**WHAT IS BEING ASKED**: Copy every line of the entries that has the string "AclValidator" in it.

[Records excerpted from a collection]
• • •
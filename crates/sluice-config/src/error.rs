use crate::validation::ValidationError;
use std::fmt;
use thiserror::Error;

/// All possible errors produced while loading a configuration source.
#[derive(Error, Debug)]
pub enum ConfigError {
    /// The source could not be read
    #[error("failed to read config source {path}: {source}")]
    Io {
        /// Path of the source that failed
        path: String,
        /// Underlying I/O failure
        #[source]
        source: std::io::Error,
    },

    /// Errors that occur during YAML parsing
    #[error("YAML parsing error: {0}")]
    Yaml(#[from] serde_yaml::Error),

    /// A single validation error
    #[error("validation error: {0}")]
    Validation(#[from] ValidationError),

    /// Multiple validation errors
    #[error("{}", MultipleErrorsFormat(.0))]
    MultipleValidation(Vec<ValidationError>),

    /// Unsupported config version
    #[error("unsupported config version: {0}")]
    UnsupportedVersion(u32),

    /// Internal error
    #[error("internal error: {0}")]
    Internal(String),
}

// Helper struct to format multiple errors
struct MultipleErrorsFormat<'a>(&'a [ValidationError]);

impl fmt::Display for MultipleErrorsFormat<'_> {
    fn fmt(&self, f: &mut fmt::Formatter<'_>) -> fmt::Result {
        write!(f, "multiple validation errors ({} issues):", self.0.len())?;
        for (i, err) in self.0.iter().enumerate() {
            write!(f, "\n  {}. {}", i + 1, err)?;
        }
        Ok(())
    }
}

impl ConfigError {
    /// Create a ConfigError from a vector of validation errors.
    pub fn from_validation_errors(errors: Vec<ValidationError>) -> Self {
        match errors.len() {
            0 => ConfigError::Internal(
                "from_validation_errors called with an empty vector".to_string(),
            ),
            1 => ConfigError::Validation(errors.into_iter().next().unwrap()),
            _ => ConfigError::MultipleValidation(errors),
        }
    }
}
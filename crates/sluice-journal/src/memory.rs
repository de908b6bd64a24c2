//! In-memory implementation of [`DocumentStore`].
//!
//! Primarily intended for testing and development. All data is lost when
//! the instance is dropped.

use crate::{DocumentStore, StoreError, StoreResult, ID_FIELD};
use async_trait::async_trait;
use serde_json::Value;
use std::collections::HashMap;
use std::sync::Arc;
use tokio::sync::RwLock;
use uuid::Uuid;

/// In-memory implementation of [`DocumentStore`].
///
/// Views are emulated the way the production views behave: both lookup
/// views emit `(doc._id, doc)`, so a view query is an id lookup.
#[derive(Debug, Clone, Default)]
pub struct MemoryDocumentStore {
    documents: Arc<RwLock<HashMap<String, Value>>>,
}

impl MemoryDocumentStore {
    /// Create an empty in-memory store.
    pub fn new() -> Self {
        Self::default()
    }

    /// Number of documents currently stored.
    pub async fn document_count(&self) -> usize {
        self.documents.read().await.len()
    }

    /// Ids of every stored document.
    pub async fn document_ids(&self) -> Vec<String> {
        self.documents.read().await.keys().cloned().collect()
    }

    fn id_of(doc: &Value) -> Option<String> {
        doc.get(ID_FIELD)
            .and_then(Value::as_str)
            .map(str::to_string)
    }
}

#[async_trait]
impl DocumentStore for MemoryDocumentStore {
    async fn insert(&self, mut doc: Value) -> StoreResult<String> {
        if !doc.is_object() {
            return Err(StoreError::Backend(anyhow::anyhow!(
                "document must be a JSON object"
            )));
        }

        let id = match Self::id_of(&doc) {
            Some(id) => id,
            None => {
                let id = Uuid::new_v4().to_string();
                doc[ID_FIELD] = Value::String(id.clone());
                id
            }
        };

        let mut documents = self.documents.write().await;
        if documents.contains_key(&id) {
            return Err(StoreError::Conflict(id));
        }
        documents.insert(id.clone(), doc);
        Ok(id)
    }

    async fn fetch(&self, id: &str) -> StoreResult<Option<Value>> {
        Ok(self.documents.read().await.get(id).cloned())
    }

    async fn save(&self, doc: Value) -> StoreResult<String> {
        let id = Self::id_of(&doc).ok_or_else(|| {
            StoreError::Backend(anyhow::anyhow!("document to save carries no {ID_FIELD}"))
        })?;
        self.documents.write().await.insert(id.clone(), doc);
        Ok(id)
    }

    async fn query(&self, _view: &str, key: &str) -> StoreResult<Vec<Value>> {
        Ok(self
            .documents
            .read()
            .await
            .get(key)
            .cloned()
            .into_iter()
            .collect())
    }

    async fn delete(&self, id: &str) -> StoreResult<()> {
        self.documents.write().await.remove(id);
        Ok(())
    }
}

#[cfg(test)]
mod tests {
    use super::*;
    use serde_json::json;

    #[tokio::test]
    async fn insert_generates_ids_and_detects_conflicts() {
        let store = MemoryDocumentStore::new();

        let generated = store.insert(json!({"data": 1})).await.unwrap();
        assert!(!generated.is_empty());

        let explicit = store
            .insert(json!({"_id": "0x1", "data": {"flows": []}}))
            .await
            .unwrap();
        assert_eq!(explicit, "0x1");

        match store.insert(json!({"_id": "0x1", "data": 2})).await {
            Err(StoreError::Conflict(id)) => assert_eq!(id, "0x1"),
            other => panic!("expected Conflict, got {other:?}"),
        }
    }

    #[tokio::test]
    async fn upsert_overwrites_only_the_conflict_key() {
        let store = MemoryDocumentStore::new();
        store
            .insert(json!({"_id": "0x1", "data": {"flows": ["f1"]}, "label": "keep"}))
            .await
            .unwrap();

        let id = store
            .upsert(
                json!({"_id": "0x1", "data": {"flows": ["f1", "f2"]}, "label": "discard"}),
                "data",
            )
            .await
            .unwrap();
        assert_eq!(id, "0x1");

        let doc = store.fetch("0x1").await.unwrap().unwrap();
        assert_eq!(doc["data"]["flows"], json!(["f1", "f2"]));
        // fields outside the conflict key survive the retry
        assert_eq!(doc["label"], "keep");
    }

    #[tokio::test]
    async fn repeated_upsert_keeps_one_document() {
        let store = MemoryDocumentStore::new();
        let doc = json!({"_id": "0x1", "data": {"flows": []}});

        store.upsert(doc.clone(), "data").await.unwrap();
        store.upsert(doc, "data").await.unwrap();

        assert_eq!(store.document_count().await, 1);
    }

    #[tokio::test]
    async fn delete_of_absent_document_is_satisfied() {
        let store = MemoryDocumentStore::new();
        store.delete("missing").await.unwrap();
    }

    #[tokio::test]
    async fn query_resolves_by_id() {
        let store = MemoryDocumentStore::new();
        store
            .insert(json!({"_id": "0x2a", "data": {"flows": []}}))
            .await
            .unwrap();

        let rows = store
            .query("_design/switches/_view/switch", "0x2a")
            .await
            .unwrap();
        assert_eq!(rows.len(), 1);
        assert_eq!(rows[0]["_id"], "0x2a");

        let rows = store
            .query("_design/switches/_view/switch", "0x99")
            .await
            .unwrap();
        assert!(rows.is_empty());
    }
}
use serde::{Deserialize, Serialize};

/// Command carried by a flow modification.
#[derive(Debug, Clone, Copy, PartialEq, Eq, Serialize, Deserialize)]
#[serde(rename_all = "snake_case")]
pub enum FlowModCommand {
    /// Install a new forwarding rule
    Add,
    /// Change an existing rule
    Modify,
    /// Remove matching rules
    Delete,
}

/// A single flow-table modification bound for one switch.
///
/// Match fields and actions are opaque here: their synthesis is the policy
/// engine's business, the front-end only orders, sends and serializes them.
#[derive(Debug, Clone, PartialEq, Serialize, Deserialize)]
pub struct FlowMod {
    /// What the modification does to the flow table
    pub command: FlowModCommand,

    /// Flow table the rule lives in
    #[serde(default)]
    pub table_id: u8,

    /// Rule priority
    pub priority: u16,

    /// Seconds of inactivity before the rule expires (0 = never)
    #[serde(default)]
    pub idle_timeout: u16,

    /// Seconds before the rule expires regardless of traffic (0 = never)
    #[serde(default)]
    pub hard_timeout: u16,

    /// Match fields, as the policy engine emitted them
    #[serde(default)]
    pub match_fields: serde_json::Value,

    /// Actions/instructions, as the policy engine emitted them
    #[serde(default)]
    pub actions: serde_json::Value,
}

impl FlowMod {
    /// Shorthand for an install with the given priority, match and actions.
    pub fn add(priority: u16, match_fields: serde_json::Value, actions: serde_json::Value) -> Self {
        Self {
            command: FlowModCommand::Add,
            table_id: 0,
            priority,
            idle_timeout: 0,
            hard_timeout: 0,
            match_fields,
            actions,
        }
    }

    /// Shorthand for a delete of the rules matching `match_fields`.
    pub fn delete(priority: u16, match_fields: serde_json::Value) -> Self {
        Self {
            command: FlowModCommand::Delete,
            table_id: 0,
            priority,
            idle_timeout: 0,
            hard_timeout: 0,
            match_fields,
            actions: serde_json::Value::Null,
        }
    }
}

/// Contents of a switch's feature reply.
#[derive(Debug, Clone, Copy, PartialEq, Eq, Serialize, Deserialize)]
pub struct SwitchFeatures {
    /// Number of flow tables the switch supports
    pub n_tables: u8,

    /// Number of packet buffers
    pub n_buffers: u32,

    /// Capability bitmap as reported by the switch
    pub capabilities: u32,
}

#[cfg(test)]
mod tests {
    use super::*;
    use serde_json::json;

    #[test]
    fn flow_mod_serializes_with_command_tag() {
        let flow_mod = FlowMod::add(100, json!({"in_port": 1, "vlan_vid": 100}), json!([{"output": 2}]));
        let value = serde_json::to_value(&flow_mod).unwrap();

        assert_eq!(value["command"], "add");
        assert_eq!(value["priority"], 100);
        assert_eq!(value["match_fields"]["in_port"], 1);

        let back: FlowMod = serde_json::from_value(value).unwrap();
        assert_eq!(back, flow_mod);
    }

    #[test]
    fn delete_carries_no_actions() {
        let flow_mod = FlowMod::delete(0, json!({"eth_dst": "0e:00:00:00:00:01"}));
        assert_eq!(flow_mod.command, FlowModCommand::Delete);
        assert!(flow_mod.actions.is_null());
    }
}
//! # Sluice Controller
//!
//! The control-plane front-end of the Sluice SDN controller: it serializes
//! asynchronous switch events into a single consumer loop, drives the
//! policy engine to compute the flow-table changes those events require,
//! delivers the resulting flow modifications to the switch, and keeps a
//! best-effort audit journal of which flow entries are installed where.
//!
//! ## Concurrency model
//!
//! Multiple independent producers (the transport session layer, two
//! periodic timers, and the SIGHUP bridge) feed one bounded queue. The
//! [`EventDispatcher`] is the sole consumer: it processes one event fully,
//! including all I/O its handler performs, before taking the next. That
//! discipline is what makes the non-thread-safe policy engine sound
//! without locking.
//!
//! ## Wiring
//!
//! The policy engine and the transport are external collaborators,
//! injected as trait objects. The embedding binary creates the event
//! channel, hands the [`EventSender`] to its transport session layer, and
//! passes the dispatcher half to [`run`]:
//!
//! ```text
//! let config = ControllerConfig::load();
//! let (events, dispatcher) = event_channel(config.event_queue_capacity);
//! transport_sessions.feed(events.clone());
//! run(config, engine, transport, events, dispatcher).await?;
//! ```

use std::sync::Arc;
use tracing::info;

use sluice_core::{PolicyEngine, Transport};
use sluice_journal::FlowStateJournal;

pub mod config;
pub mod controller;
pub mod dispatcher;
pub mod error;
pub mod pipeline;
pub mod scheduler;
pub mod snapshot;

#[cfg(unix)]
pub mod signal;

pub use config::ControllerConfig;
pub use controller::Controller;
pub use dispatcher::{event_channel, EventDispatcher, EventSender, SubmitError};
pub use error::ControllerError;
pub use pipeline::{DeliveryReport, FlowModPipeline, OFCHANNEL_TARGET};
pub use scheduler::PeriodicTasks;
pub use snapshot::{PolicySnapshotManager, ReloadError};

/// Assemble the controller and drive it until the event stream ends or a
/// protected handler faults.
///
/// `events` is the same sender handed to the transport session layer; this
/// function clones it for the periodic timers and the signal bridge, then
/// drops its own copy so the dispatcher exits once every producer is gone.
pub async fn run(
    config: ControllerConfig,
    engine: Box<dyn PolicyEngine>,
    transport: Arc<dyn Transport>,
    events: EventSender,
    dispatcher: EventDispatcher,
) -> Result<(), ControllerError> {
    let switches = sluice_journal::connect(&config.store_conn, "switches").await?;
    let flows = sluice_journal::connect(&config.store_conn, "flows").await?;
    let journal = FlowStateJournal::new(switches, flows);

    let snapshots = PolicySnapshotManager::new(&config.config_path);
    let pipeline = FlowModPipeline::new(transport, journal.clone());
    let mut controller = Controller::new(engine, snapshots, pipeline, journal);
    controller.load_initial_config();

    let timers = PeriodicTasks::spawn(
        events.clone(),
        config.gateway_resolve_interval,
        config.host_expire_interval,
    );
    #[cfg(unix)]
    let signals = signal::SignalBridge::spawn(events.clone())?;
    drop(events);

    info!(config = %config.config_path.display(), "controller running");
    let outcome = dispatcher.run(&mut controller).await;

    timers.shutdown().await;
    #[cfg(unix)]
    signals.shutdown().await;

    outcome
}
• • •
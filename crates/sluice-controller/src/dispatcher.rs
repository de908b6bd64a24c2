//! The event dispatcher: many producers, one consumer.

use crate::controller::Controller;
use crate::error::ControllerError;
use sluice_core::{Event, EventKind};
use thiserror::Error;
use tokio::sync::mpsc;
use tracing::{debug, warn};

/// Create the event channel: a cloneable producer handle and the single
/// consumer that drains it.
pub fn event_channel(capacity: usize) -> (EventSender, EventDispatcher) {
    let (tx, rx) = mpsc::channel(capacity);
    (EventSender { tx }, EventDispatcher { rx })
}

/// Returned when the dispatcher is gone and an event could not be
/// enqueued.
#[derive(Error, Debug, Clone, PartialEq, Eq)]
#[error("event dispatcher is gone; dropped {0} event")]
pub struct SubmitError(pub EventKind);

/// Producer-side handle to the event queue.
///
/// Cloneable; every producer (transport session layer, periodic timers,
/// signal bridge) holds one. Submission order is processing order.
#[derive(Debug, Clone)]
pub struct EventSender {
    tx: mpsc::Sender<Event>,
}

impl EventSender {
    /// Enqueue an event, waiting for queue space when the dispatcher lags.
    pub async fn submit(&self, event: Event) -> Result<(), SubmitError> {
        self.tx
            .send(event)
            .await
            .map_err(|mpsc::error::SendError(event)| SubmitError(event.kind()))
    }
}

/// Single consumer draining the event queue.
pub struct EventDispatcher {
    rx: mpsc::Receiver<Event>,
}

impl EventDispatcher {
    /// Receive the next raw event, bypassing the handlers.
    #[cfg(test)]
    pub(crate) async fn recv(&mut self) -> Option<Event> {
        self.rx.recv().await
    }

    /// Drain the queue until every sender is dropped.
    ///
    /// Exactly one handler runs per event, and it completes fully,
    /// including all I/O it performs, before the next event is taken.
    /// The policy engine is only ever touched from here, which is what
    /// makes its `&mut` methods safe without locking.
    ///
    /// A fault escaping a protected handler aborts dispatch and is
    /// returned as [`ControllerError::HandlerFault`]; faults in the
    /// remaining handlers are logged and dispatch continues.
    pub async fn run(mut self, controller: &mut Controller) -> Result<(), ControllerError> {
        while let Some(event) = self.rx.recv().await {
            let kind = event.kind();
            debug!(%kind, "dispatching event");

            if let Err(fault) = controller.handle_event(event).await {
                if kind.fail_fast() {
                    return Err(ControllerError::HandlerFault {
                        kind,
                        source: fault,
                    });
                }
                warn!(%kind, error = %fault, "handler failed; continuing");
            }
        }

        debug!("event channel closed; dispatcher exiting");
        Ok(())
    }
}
• • •
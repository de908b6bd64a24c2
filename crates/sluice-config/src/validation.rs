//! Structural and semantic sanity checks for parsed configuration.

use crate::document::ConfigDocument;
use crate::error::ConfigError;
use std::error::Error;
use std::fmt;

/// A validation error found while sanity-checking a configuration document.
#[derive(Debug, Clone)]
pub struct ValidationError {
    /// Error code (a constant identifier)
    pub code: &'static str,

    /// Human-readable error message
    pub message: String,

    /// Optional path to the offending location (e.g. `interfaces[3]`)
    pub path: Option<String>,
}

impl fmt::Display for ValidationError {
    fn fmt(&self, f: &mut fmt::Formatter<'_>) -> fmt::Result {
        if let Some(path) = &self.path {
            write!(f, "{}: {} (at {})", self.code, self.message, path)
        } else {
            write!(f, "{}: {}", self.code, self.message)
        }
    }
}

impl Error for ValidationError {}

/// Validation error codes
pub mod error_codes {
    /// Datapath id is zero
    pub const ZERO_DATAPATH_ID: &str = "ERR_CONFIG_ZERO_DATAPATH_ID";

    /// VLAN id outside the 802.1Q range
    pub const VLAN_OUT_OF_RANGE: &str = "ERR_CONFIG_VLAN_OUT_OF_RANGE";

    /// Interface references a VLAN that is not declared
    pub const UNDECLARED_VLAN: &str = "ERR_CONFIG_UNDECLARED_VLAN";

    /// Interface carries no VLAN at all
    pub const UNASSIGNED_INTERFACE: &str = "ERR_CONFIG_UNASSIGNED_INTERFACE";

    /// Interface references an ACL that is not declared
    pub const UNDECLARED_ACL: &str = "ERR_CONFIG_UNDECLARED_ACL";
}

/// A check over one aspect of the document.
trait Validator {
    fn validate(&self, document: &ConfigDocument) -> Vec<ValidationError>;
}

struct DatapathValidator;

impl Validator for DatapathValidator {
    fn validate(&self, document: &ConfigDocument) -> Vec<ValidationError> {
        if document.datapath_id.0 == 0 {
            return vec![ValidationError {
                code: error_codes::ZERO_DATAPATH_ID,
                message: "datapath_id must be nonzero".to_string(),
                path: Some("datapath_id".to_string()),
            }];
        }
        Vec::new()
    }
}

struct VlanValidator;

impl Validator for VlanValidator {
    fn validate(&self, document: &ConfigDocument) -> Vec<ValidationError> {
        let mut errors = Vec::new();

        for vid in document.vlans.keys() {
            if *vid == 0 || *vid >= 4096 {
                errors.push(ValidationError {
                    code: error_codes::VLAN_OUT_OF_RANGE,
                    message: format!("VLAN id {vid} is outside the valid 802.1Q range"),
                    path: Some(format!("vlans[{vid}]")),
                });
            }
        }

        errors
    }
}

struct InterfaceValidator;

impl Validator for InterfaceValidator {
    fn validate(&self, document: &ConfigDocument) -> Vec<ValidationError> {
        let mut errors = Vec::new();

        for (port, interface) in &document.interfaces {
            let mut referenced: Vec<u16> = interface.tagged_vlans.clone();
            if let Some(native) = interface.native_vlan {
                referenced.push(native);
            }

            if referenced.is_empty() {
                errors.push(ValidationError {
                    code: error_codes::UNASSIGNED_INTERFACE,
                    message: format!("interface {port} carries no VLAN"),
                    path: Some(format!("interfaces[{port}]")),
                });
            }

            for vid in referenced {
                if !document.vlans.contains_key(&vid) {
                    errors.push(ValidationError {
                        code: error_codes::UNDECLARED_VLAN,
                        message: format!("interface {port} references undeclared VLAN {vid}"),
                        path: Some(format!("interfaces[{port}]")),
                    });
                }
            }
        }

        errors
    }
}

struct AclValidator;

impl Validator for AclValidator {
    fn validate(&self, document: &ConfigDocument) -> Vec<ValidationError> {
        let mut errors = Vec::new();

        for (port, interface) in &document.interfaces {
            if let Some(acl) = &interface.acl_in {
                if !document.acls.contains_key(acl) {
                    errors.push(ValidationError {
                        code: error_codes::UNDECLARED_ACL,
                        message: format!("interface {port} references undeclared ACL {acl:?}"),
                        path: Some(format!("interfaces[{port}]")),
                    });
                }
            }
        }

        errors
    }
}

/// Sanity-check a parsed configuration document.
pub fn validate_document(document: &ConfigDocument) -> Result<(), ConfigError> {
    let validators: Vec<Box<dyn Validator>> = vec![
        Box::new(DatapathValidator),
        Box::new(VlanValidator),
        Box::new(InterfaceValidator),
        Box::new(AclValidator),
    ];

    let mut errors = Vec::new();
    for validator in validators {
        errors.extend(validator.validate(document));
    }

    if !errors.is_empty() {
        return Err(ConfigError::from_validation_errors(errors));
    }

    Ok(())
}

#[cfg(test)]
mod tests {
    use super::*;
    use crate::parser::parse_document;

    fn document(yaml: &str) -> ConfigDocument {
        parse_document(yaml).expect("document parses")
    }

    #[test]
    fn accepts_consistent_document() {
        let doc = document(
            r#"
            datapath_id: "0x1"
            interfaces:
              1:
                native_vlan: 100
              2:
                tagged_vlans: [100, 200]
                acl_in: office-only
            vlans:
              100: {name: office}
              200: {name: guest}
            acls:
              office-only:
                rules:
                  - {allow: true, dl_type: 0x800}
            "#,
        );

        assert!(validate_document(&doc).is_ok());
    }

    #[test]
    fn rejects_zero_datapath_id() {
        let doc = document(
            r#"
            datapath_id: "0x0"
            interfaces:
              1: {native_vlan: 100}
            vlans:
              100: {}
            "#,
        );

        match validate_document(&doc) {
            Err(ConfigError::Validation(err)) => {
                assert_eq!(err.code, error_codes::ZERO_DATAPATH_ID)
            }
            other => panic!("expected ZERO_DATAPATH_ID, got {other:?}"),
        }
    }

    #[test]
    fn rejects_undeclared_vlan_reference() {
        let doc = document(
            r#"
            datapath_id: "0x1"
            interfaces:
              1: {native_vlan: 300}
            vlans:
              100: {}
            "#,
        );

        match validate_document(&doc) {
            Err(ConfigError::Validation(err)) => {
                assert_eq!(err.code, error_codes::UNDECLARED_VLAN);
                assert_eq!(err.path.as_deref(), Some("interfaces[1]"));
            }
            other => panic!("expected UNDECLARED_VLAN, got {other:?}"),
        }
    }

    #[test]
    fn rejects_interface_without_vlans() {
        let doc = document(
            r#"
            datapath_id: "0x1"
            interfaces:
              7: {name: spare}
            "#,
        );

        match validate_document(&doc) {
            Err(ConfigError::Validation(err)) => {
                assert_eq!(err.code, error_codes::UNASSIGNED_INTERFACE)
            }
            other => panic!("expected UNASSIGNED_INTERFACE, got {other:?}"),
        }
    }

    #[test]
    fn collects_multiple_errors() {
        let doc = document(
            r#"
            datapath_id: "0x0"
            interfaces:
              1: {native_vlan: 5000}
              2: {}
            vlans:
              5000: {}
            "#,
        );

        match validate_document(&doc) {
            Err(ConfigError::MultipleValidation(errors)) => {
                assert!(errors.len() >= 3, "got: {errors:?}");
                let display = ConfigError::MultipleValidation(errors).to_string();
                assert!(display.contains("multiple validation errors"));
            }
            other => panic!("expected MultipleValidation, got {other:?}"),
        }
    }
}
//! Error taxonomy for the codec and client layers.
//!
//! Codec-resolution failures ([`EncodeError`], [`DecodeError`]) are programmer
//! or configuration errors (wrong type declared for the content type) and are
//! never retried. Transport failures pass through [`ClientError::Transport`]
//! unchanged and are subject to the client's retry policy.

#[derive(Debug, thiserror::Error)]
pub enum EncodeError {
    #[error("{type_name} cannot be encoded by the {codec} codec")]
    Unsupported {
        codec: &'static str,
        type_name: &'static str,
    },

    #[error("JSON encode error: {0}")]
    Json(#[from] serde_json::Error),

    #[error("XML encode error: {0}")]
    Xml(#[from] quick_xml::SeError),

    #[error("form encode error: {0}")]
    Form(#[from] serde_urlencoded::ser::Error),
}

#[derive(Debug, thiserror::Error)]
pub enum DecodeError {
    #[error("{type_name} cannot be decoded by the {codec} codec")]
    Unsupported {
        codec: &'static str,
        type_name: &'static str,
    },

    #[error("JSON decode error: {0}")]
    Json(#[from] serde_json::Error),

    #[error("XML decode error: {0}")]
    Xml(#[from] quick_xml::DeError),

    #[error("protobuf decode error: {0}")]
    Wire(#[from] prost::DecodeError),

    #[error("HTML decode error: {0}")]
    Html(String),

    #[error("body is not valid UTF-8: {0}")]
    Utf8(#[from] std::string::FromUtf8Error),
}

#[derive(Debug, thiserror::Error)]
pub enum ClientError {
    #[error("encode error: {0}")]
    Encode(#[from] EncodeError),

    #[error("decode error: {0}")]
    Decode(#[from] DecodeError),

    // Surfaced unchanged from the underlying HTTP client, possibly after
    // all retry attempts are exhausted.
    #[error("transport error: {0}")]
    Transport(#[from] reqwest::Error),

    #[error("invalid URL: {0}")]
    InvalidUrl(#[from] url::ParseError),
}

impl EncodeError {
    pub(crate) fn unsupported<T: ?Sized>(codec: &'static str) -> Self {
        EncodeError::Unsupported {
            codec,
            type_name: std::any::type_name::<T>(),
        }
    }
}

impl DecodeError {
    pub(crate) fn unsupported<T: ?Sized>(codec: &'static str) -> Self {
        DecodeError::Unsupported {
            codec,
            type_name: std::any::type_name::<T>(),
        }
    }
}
• • •
**WRITTEN SOLUTION**:
struct AclValidator;
impl Validator for AclValidator {
        Box::new(AclValidator),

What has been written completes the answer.